Proposals to scrap food ‘use by’ dates in the UK

A degree of confusion does exist at consumer level regarding the date marks that appear on food labels, according to the Food Safety Authority of Ireland’s Wayne Anderson.

“But the bottom line is that food must not be consumed after its ‘use by’ date,” he said.

“Shops cannot sell a product after its ‘use by’ date. However, labels such as ‘sell by’ date are used by retailers to allow the management and rotation of stocks. These have no statutory implications, whatsoever, for the retailer.

And the same principle holds for ‘best before’ dates. These indicate the time period up to which the quality of the food referenced is at its optimal value.

Anderson was responding to recent articles in the UK media, indicating that some foods can be safely consumed beyond their ‘sell by’ date, provided they are stored properly.

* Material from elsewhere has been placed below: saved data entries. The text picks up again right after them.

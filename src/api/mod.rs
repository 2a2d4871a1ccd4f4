//! API module for HTTP and SSE endpoints
//!
//! This module exposes the event log, stateless reconstruction and scrub
//! sessions over REST, with session frames streamed over SSE.

pub mod http;
pub mod rest;
pub mod sse;
pub mod state;

pub use http::create_router;
pub use state::AppState;
//! Replay engine - folds a window prefix into per-file buffers
//!
//! There is no snapshot to start from: every reconstruction begins with an
//! empty `[""]` buffer and applies the first `k` events of the window in
//! order. The engine holds no state beyond its arguments, so the same
//! prefix always produces the same lines.

use std::collections::HashMap;

use serde::Serialize;
use tracing::debug;

use crate::buffer::{apply_change, empty_buffer, range_fits};
use crate::types::{ChangeEvent, ContentChange, ContentChangeEvent, ReplayWindow, TextBuffer};

/// First event whose range did not fit the buffer it was applied to
#[derive(Debug, Clone, Copy, PartialEq, Eq, Serialize)]
#[serde(rename_all = "camelCase")]
pub struct ReconstructionGap {
    /// Index of the event within the window
    pub at_event: usize,
    pub timestamp: i64,
}

/// Outcome of a checked reconstruction
///
/// Lines are reconstructed in both cases; a gap only means that some
/// change addressed lines or columns the buffer did not have, so part of
/// the text was substituted with empty content.
#[derive(Debug, Clone, PartialEq, Eq, Serialize)]
#[serde(tag = "status", rename_all = "snake_case")]
pub enum Reconstruction {
    Complete {
        lines: TextBuffer,
    },
    #[serde(rename_all = "camelCase")]
    GapDetected {
        at_event: usize,
        timestamp: i64,
        lines: TextBuffer,
    },
}

impl Reconstruction {
    pub fn lines(&self) -> &TextBuffer {
        match self {
            Reconstruction::Complete { lines } => lines,
            Reconstruction::GapDetected { lines, .. } => lines,
        }
    }

    pub fn into_lines(self) -> TextBuffer {
        match self {
            Reconstruction::Complete { lines } => lines,
            Reconstruction::GapDetected { lines, .. } => lines,
        }
    }

    pub fn is_complete(&self) -> bool {
        matches!(self, Reconstruction::Complete { .. })
    }

    pub fn gap(&self) -> Option<ReconstructionGap> {
        match self {
            Reconstruction::Complete { .. } => None,
            Reconstruction::GapDetected {
                at_event,
                timestamp,
                ..
            } => Some(ReconstructionGap {
                at_event: *at_event,
                timestamp: *timestamp,
            }),
        }
    }
}

/// Apply a change, reporting whether its range fit the buffer beforehand
fn apply_tracked(lines: &mut TextBuffer, change: &ContentChange) -> bool {
    let fits = range_fits(lines, change.range);
    apply_change(lines, change);
    fits
}

/// Lines of `file_path` after the first `k` events (defensive mode)
pub fn compute_buffer(window: &ReplayWindow, file_path: &str, k: usize) -> TextBuffer {
    compute_buffer_checked(window, file_path, k).into_lines()
}

/// Lines of `file_path` after the first `k` events, flagging the first gap
///
/// `k` larger than the window is clamped to its length.
pub fn compute_buffer_checked(window: &ReplayWindow, file_path: &str, k: usize) -> Reconstruction {
    let k = k.min(window.len());
    let mut lines = empty_buffer();
    let mut gap: Option<ReconstructionGap> = None;

    for (index, event) in window.events()[..k].iter().enumerate() {
        for change in event.changes_for(file_path) {
            if !apply_tracked(&mut lines, change) && gap.is_none() {
                gap = Some(ReconstructionGap {
                    at_event: index,
                    timestamp: event.timestamp,
                });
            }
        }
    }

    match gap {
        None => Reconstruction::Complete { lines },
        Some(gap) => {
            debug!(
                workspace = window.workspace_id(),
                file = file_path,
                at_event = gap.at_event,
                "reconstruction gap"
            );
            Reconstruction::GapDetected {
                at_event: gap.at_event,
                timestamp: gap.timestamp,
                lines,
            }
        }
    }
}

/// Every file's buffer after a replayed prefix
#[derive(Debug, Clone, Default, PartialEq)]
pub struct ReplayState {
    buffers: HashMap<String, TextBuffer>,
    gaps: HashMap<String, ReconstructionGap>,
    files: Vec<String>,
    last_touched: Option<String>,
    applied: usize,
}

impl ReplayState {
    pub fn new() -> Self {
        Self::default()
    }

    /// Fold one event; non-content events are skipped
    pub fn apply_event(&mut self, index: usize, event: &ChangeEvent) {
        match event {
            ChangeEvent::ContentEdit(edit) => self.apply_content_event(index, edit),
            ChangeEvent::Lifecycle(_) => {}
        }
    }

    /// Fold one content-edit event, change by change
    pub fn apply_content_event(&mut self, index: usize, event: &ContentChangeEvent) {
        for change in event.changes() {
            if !self.buffers.contains_key(&change.file_path) {
                self.files.push(change.file_path.clone());
            }
            let lines = self
                .buffers
                .entry(change.file_path.clone())
                .or_insert_with(empty_buffer);

            if !apply_tracked(lines, change) {
                self.gaps
                    .entry(change.file_path.clone())
                    .or_insert(ReconstructionGap {
                        at_event: index,
                        timestamp: event.timestamp,
                    });
            }
        }

        if let Some(file) = event.last_file() {
            self.last_touched = Some(file.to_string());
        }
        self.applied += 1;
    }

    pub fn buffer(&self, file_path: &str) -> Option<&TextBuffer> {
        self.buffers.get(file_path)
    }

    /// Lines of `file_path`; a file not touched yet is an empty buffer
    pub fn materialize(&self, file_path: &str) -> TextBuffer {
        self.buffers
            .get(file_path)
            .cloned()
            .unwrap_or_else(empty_buffer)
    }

    pub fn gap(&self, file_path: &str) -> Option<ReconstructionGap> {
        self.gaps.get(file_path).copied()
    }

    /// Files touched so far, in order of first change
    pub fn files(&self) -> &[String] {
        &self.files
    }

    /// File targeted by the last change of the most recent event
    pub fn last_touched(&self) -> Option<&str> {
        self.last_touched.as_deref()
    }

    /// Number of events folded
    pub fn applied(&self) -> usize {
        self.applied
    }
}

/// Replay the first `k` events of `window` into every file's buffer
pub fn replay(window: &ReplayWindow, k: usize) -> ReplayState {
    let mut state = ReplayState::new();
    for (index, event) in window.events().iter().take(k).enumerate() {
        state.apply_content_event(index, event);
    }
    state
}
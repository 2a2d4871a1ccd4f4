//! Session manager for mounted scrub sessions

use std::collections::HashMap;
use std::sync::atomic::{AtomicU64, Ordering};
use std::sync::Arc;
use std::time::Duration;

use parking_lot::{Mutex, MutexGuard, RwLock};
use tokio::sync::broadcast;
use tokio::task::JoinHandle;
use tracing::{debug, info};

use super::autoplay::spawn_autoplay;
use super::replay_session::{FetchTicket, Frame, ReplaySession};
use crate::error::{TimelineError, TimelineResult};
use crate::event_store::EventStore;
use crate::scrub::ScrubConfig;
use crate::types::ReplayWindow;

/// Frames buffered per session; slow SSE clients beyond this are told they lagged
const FRAME_CHANNEL_CAPACITY: usize = 256;

/// Default autoplay period
pub const AUTOPLAY_PERIOD: Duration = Duration::from_millis(100);

/// Tuning shared by every session
#[derive(Debug, Clone, Copy)]
pub struct SessionConfig {
    pub scrub: ScrubConfig,
    pub autoplay_period: Duration,
}

impl Default for SessionConfig {
    fn default() -> Self {
        Self {
            scrub: ScrubConfig::default(),
            autoplay_period: AUTOPLAY_PERIOD,
        }
    }
}

/// A session plus its frame channel and autoplay task
pub struct SessionSlot {
    id: String,
    session: Mutex<ReplaySession>,
    frames: broadcast::Sender<Frame>,
    autoplay: Mutex<Option<JoinHandle<()>>>,
}

impl SessionSlot {
    fn new(session: ReplaySession) -> Self {
        let (frames, _) = broadcast::channel(FRAME_CHANNEL_CAPACITY);
        Self {
            id: session.id().to_string(),
            session: Mutex::new(session),
            frames,
            autoplay: Mutex::new(None),
        }
    }

    pub fn id(&self) -> &str {
        &self.id
    }

    pub fn lock(&self) -> MutexGuard<'_, ReplaySession> {
        self.session.lock()
    }

    pub fn subscribe(&self) -> broadcast::Receiver<Frame> {
        self.frames.subscribe()
    }

    /// Send a frame to subscribers
    ///
    /// Callers hold the session lock so frames go out in transition order.
    pub(crate) fn publish(&self, frame: Frame) {
        // no subscribers is fine
        let _ = self.frames.send(frame);
    }

    fn stop_autoplay(&self) {
        if let Some(handle) = self.autoplay.lock().take() {
            handle.abort();
        }
    }
}

/// Registry of mounted sessions
pub struct SessionManager {
    store: Arc<EventStore>,
    sessions: RwLock<HashMap<String, Arc<SessionSlot>>>,
    config: SessionConfig,
    counter: AtomicU64,
}

impl SessionManager {
    pub fn new(store: Arc<EventStore>, config: SessionConfig) -> Self {
        Self {
            store,
            sessions: RwLock::new(HashMap::new()),
            config,
            counter: AtomicU64::new(0),
        }
    }

    pub fn config(&self) -> &SessionConfig {
        &self.config
    }

    /// Generate a new session ID
    fn generate_session_id(&self) -> String {
        let nanos = chrono::Utc::now().timestamp_nanos_opt().unwrap_or_default();
        let seq = self.counter.fetch_add(1, Ordering::SeqCst);
        format!("sess_{:x}{:04x}", nanos, seq)
    }

    /// Get active session count
    pub fn session_count(&self) -> usize {
        self.sessions.read().len()
    }

    pub fn get(&self, session_id: &str) -> TimelineResult<Arc<SessionSlot>> {
        self.sessions
            .read()
            .get(session_id)
            .cloned()
            .ok_or_else(|| TimelineError::SessionNotFound(session_id.to_string()))
    }

    /// Mount a session and load its first window
    pub async fn create(
        &self,
        workspace_id: &str,
        end_timestamp: i64,
        marker_timestamps: Vec<i64>,
    ) -> TimelineResult<Frame> {
        let id = self.generate_session_id();
        let session = ReplaySession::new(&id, workspace_id, end_timestamp, self.config.scrub)
            .with_marker_timestamps(marker_timestamps);
        let ticket = session.begin_fetch()?;

        let slot = Arc::new(SessionSlot::new(session));
        self.sessions.write().insert(id.clone(), Arc::clone(&slot));
        info!(session = %id, workspace = workspace_id, end_timestamp, "session mounted");

        self.load(&slot, ticket).await
    }

    /// Unmount a session; its stream ends and pending work is discarded
    pub fn close(&self, session_id: &str) -> TimelineResult<()> {
        let slot = self
            .sessions
            .write()
            .remove(session_id)
            .ok_or_else(|| TimelineError::SessionNotFound(session_id.to_string()))?;

        slot.stop_autoplay();
        slot.lock().close();
        info!(session = session_id, "session unmounted");
        Ok(())
    }

    pub fn frame(&self, session_id: &str) -> TimelineResult<Frame> {
        Ok(self.get(session_id)?.lock().frame())
    }

    async fn fetch_window(&self, ticket: &FetchTicket) -> TimelineResult<ReplayWindow> {
        let store = Arc::clone(&self.store);
        let workspace_id = ticket.workspace_id.clone();
        let end_timestamp = ticket.end_timestamp;

        tokio::task::spawn_blocking(move || store.fetch_full_window(&workspace_id, end_timestamp))
            .await
            .map_err(|e| TimelineError::Internal(format!("window fetch task failed: {}", e)))?
    }

    /// Fetch for `ticket` and install the result unless it went stale
    async fn load(&self, slot: &SessionSlot, ticket: FetchTicket) -> TimelineResult<Frame> {
        let window = self.fetch_window(&ticket).await?;

        let mut session = slot.lock();
        match session.complete_fetch(&ticket, window) {
            Ok(()) => {}
            Err(TimelineError::StaleFetch { ticket, current }) => {
                debug!(session = slot.id(), ticket, current, "discarding stale window");
            }
            Err(e) => return Err(e),
        }
        let frame = session.frame();
        slot.publish(frame.clone());
        Ok(frame)
    }

    fn transition(
        &self,
        session_id: &str,
        step: impl FnOnce(&mut ReplaySession) -> TimelineResult<Frame>,
    ) -> TimelineResult<Frame> {
        let slot = self.get(session_id)?;
        let mut session = slot.lock();
        let frame = step(&mut *session)?;
        slot.publish(frame.clone());
        Ok(frame)
    }

    pub fn drag_start(&self, session_id: &str, value: f64) -> TimelineResult<Frame> {
        self.transition(session_id, |s| s.drag_start(value))
    }

    pub fn drag_move(&self, session_id: &str, value: f64) -> TimelineResult<Frame> {
        self.transition(session_id, |s| s.drag_move(value))
    }

    pub fn drag_end(&self, session_id: &str, value: f64) -> TimelineResult<Frame> {
        self.transition(session_id, |s| s.drag_end(value))
    }

    pub fn seek(&self, session_id: &str, value: f64) -> TimelineResult<Frame> {
        self.transition(session_id, |s| s.seek(value))
    }

    /// Turn autoplay on or off, starting the tick task when needed
    pub fn set_autoplay(&self, session_id: &str, enabled: bool) -> TimelineResult<Frame> {
        let slot = self.get(session_id)?;
        let mut session = slot.lock();
        let frame = session.set_autoplay(enabled)?;

        if frame.state.autoplay {
            let mut handle = slot.autoplay.lock();
            if handle.as_ref().map_or(true, JoinHandle::is_finished) {
                *handle = Some(spawn_autoplay(Arc::clone(&slot), self.config.autoplay_period));
                debug!(session = session_id, "autoplay started");
            }
        } else {
            slot.stop_autoplay();
        }

        slot.publish(frame.clone());
        Ok(frame)
    }

    /// Move the window end and refetch
    pub async fn set_end_timestamp(&self, session_id: &str, end_timestamp: i64) -> TimelineResult<Frame> {
        let slot = self.get(session_id)?;
        let ticket = slot.lock().set_end_timestamp(end_timestamp)?;
        self.load(&slot, ticket).await
    }

    /// Switch the designated file, refetching if no window is loaded
    pub async fn set_file(&self, session_id: &str, file_path: &str) -> TimelineResult<Frame> {
        let slot = self.get(session_id)?;
        let refetch = slot.lock().set_file(file_path)?;

        match refetch {
            Some(ticket) => self.load(&slot, ticket).await,
            None => {
                let session = slot.lock();
                let frame = session.frame();
                slot.publish(frame.clone());
                Ok(frame)
            }
        }
    }
}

“Some food scientists may hold this view,” said Anderson.

“But from a consumer health point of view, the strict recommendation from the Food Safety Authority of Ireland is that all foods must be consumed before their ‘use by’ date.”

According to the UK-based charity, ‘Wrap’, consumers should use a ‘sniff test’ when it comes to determining the safety of milk they remove from their fridges.

The organisation is currently in talks with the dairy sector and the UK’s Food Standard Agency claiming that ‘best before’ dates should be used on dairy products instead of the current ‘use by’ option. Moreover, this approach would bring about significant reductions in food waste levels.

Commenting on this, the National Dairy Council’s Dr Marianne Walsh said that the Irish dairy industry’s top priority is to deliver safe, high-quality products to Irish consumers thanks to robust controls and standards.

We work closely with the Food Safety Authority of Ireland in recommending date markings and storage instructions.

“Currently the Food Safety Authority recommends that a ‘use by’ date is used for all perishable dairy foods such as yogurt, milk, cream and cheese.”